▶ [What this task involves]: Give only the number of lines in these records that contain the word "self".

▶ [Records provided]:
------------

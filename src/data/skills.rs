//! Skill catalog for data-driven skill creation
//!
//! Each archetype carries one stat row per rarity. The catalog is loaded
//! from RON when available and falls back to the built-in table.

use serde::{Deserialize, Serialize};

use crate::progression::{Skill, SkillEffect, SkillKind, SkillRarity};

/// Stats of one archetype at one rarity
#[derive(Debug, Clone, PartialEq, Serialize, Deserialize)]
pub struct SkillTier {
    pub rarity: SkillRarity,
    pub magnitude: f32,
    pub cooldown: u32,
    pub duration: u32,
    pub description: String,
}

/// A base skill and its rarity-scaled stats
#[derive(Debug, Clone, PartialEq, Serialize, Deserialize)]
pub struct SkillArchetype {
    pub kind: SkillKind,
    pub effect: SkillEffect,
    pub tiers: Vec<SkillTier>,
}

impl SkillArchetype {
    pub fn tier(&self, rarity: SkillRarity) -> Option<&SkillTier> {
        self.tiers.iter().find(|t| t.rarity == rarity)
    }
}

/// Collection of skill archetypes, in reward-pool order
#[derive(Debug, Clone, Default, PartialEq, Serialize, Deserialize)]
pub struct SkillCatalog {
    pub archetypes: Vec<SkillArchetype>,
}

impl SkillCatalog {
    /// Find an archetype by kind
    pub fn find(&self, kind: SkillKind) -> Option<&SkillArchetype> {
        self.archetypes.iter().find(|a| a.kind == kind)
    }

    pub fn len(&self) -> usize {
        self.archetypes.len()
    }

    pub fn is_empty(&self) -> bool {
        self.archetypes.is_empty()
    }

    /// Build a fresh skill for a (kind, rarity) cell
    ///
    /// A missing archetype or tier yields a zero-effect skill instead of an error.
    pub fn create(&self, kind: SkillKind, rarity: SkillRarity) -> Skill {
        let Some(archetype) = self.find(kind) else {
            log::warn!("No catalog entry for {}, using zero-effect skill", kind.name());
            return Skill::zero_effect(kind, rarity);
        };
        match archetype.tier(rarity) {
            Some(tier) => Skill::new(
                kind,
                rarity,
                archetype.effect.clone(),
                tier.magnitude,
                tier.duration,
                tier.cooldown,
                tier.description.clone(),
            ),
            None => {
                log::warn!("No {} tier for {}, using zero-effect skill", rarity.name(), kind.name());
                let mut skill = Skill::zero_effect(kind, rarity);
                skill.effect = archetype.effect.clone();
                skill
            }
        }
    }

    /// List (kind, rarity) cells missing from the catalog
    pub fn missing_cells(&self) -> Vec<(SkillKind, SkillRarity)> {
        let mut missing = Vec::new();
        for kind in SkillKind::ALL {
            for rarity in SkillRarity::ALL {
                if self.find(kind).and_then(|a| a.tier(rarity)).is_none() {
                    missing.push((kind, rarity));
                }
            }
        }
        missing
    }
}

fn tier(rarity: SkillRarity, magnitude: f32, cooldown: u32, duration: u32, description: &str) -> SkillTier {
    SkillTier {
        rarity,
        magnitude,
        cooldown,
        duration,
        description: description.to_string(),
    }
}

fn archetype(kind: SkillKind, tiers: [SkillTier; 5]) -> SkillArchetype {
    SkillArchetype {
        kind,
        effect: kind.default_effect(),
        tiers: Vec::from(tiers),
    }
}

/// Create the default skill catalog (hardcoded fallback)
pub fn default_skill_catalog() -> SkillCatalog {
    use SkillRarity::*;

    SkillCatalog {
        archetypes: vec![
            archetype(SkillKind::SpiritPulse, [
                tier(Common, 2.0, 0, 0, "Deals 2 damage."),
                tier(Uncommon, 3.0, 0, 0, "Deals 3 damage."),
                tier(Rare, 4.0, 0, 0, "Deals 4 damage."),
                tier(Epic, 5.0, 0, 0, "Deals 5 damage."),
                tier(Legendary, 30.0, 3, 0, "Deals 30 damage."),
            ]),
            archetype(SkillKind::Fireball, [
                tier(Common, 5.0, 0, 0, "Deals 5 damage."),
                tier(Uncommon, 10.0, 0, 0, "Deals 10 damage."),
                tier(Rare, 15.0, 0, 0, "Deals 15 damage."),
                tier(Epic, 20.0, 2, 0, "Deals 20 damage."),
                tier(Legendary, 25.0, 2, 0, "Deals 25 damage."),
            ]),
            archetype(SkillKind::AquaMend, [
                tier(Common, 5.0, 0, 0, "Heals 5%."),
                tier(Uncommon, 10.0, 0, 0, "Heals 10%."),
                tier(Rare, 15.0, 1, 0, "Heals 15%."),
                tier(Epic, 20.0, 2, 0, "Heals 20%."),
                tier(Legendary, 25.0, 2, 0, "Heals 25%."),
            ]),
            archetype(SkillKind::LightningStrike, [
                tier(Common, 5.0, 1, 0, "Deals 5%, 20% stun."),
                tier(Uncommon, 10.0, 1, 0, "Deals 10%, 20% stun."),
                tier(Rare, 15.0, 2, 0, "Deals 15%, 30% stun."),
                tier(Epic, 20.0, 2, 0, "Deals 20%, 30% stun."),
                tier(Legendary, 25.0, 3, 0, "Deals 25%, 50% stun."),
            ]),
            archetype(SkillKind::Entrap, [
                tier(Common, 10.0, 1, 1, "Defense Down 10% for 1 turn."),
                tier(Uncommon, 10.0, 1, 2, "Defense Down 10% for 2 turns."),
                tier(Rare, 20.0, 2, 2, "Defense Down 20% for 2 turns."),
                tier(Epic, 20.0, 2, 3, "Defense Down 20% for 3 turns."),
                tier(Legendary, 30.0, 3, 3, "Defense Down 30% for 3 turns."),
            ]),
            archetype(SkillKind::EarthShell, [
                tier(Common, 10.0, 1, 1, "Defense Up 10% for 1 turn."),
                tier(Uncommon, 10.0, 1, 2, "Defense Up 10% for 2 turns."),
                tier(Rare, 20.0, 2, 2, "Defense Up 20% for 2 turns."),
                tier(Epic, 20.0, 2, 3, "Defense Up 20% for 3 turns."),
                tier(Legendary, 30.0, 3, 3, "Defense Up 30% for 3 turns."),
            ]),
        ],
    }
}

------------

▶ [Output below]: 12